Exercise aim: Which lines of the records contain "current"? Collect every one of them.

Extracted information:
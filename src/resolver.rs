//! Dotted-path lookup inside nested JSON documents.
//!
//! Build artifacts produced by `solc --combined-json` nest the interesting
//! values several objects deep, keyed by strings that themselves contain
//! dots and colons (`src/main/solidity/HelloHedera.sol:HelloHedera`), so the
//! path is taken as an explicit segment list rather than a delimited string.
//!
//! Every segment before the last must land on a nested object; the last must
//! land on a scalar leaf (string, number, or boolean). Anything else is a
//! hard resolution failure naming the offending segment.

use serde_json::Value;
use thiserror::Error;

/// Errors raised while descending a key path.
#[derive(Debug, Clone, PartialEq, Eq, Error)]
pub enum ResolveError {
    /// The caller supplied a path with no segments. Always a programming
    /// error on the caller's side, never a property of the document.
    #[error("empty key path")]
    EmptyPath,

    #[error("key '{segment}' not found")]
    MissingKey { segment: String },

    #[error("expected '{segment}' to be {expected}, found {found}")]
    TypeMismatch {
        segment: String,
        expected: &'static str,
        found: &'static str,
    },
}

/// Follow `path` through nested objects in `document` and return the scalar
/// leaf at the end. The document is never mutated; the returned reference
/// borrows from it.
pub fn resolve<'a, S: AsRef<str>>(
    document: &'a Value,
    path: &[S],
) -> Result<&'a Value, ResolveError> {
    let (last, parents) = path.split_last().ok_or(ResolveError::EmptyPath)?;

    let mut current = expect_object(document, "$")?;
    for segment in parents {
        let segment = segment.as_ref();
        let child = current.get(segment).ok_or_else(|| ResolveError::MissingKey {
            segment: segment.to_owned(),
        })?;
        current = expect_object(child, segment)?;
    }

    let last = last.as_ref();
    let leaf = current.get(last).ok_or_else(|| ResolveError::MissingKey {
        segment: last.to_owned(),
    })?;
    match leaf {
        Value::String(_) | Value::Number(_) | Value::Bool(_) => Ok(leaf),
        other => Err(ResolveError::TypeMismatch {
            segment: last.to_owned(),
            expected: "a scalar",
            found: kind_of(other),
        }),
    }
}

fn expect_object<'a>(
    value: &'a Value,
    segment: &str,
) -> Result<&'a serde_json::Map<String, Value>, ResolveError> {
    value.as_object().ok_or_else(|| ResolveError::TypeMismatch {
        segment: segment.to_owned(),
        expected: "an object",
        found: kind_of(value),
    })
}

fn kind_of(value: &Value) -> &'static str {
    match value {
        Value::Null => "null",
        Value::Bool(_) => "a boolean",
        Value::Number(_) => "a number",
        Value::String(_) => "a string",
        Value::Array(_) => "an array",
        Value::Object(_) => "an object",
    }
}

...

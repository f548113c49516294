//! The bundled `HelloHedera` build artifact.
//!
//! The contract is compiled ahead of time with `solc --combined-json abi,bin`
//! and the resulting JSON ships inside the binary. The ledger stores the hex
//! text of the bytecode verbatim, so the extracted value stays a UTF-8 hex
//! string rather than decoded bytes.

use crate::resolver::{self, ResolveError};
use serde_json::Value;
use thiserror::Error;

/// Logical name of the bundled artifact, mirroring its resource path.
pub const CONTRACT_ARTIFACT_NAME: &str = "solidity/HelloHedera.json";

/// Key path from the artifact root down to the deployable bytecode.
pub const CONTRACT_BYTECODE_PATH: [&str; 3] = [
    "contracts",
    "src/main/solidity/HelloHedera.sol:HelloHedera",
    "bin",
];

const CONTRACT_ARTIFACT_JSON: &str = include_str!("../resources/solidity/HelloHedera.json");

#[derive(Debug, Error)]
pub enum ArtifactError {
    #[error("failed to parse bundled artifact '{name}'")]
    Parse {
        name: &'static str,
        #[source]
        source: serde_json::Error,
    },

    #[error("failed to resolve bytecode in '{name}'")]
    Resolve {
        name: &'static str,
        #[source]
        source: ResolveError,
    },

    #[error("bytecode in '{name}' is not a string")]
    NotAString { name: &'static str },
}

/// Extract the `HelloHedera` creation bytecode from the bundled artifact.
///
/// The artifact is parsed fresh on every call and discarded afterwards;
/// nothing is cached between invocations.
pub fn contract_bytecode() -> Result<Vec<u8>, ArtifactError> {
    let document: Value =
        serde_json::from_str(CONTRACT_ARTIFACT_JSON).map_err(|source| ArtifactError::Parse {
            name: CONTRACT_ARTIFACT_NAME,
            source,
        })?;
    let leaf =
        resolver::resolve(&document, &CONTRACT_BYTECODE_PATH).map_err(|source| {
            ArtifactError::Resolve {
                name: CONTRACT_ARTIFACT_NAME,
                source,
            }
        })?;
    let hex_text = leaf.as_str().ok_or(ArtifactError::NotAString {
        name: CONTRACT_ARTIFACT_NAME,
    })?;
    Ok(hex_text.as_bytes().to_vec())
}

==

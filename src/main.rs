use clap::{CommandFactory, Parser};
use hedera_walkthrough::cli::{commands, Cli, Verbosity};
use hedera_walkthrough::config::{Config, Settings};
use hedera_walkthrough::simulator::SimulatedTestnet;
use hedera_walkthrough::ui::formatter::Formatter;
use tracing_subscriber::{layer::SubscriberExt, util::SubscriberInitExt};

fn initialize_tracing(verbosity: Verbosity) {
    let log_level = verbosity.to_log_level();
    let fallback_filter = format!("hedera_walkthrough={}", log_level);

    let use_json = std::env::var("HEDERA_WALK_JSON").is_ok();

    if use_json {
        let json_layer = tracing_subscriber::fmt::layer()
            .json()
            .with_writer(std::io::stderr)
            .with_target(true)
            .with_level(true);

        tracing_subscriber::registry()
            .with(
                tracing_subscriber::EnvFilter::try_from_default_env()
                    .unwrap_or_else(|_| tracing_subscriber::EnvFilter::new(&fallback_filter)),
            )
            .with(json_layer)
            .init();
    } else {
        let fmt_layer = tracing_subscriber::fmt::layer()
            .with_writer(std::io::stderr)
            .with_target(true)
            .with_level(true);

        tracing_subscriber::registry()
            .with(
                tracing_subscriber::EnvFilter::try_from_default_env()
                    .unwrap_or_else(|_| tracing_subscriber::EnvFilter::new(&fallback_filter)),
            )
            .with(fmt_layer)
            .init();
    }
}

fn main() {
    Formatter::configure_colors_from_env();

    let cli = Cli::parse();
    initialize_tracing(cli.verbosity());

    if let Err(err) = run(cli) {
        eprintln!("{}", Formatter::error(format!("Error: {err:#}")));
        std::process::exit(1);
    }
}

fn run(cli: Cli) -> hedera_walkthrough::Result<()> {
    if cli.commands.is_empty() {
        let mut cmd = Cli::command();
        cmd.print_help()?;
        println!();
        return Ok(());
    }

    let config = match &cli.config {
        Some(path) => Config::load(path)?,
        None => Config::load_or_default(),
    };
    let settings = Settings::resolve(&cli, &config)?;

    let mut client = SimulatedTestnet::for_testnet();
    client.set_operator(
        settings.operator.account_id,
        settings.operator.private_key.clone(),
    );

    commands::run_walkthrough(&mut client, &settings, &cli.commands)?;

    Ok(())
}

Response to the task:
    let mut current = expect_object(document, "$")?;
        let child = current.get(segment).ok_or_else(|| ResolveError::MissingKey {
        current = expect_object(child, segment)?;
    let leaf = current.get(last).ok_or_else(|| ResolveError::MissingKey {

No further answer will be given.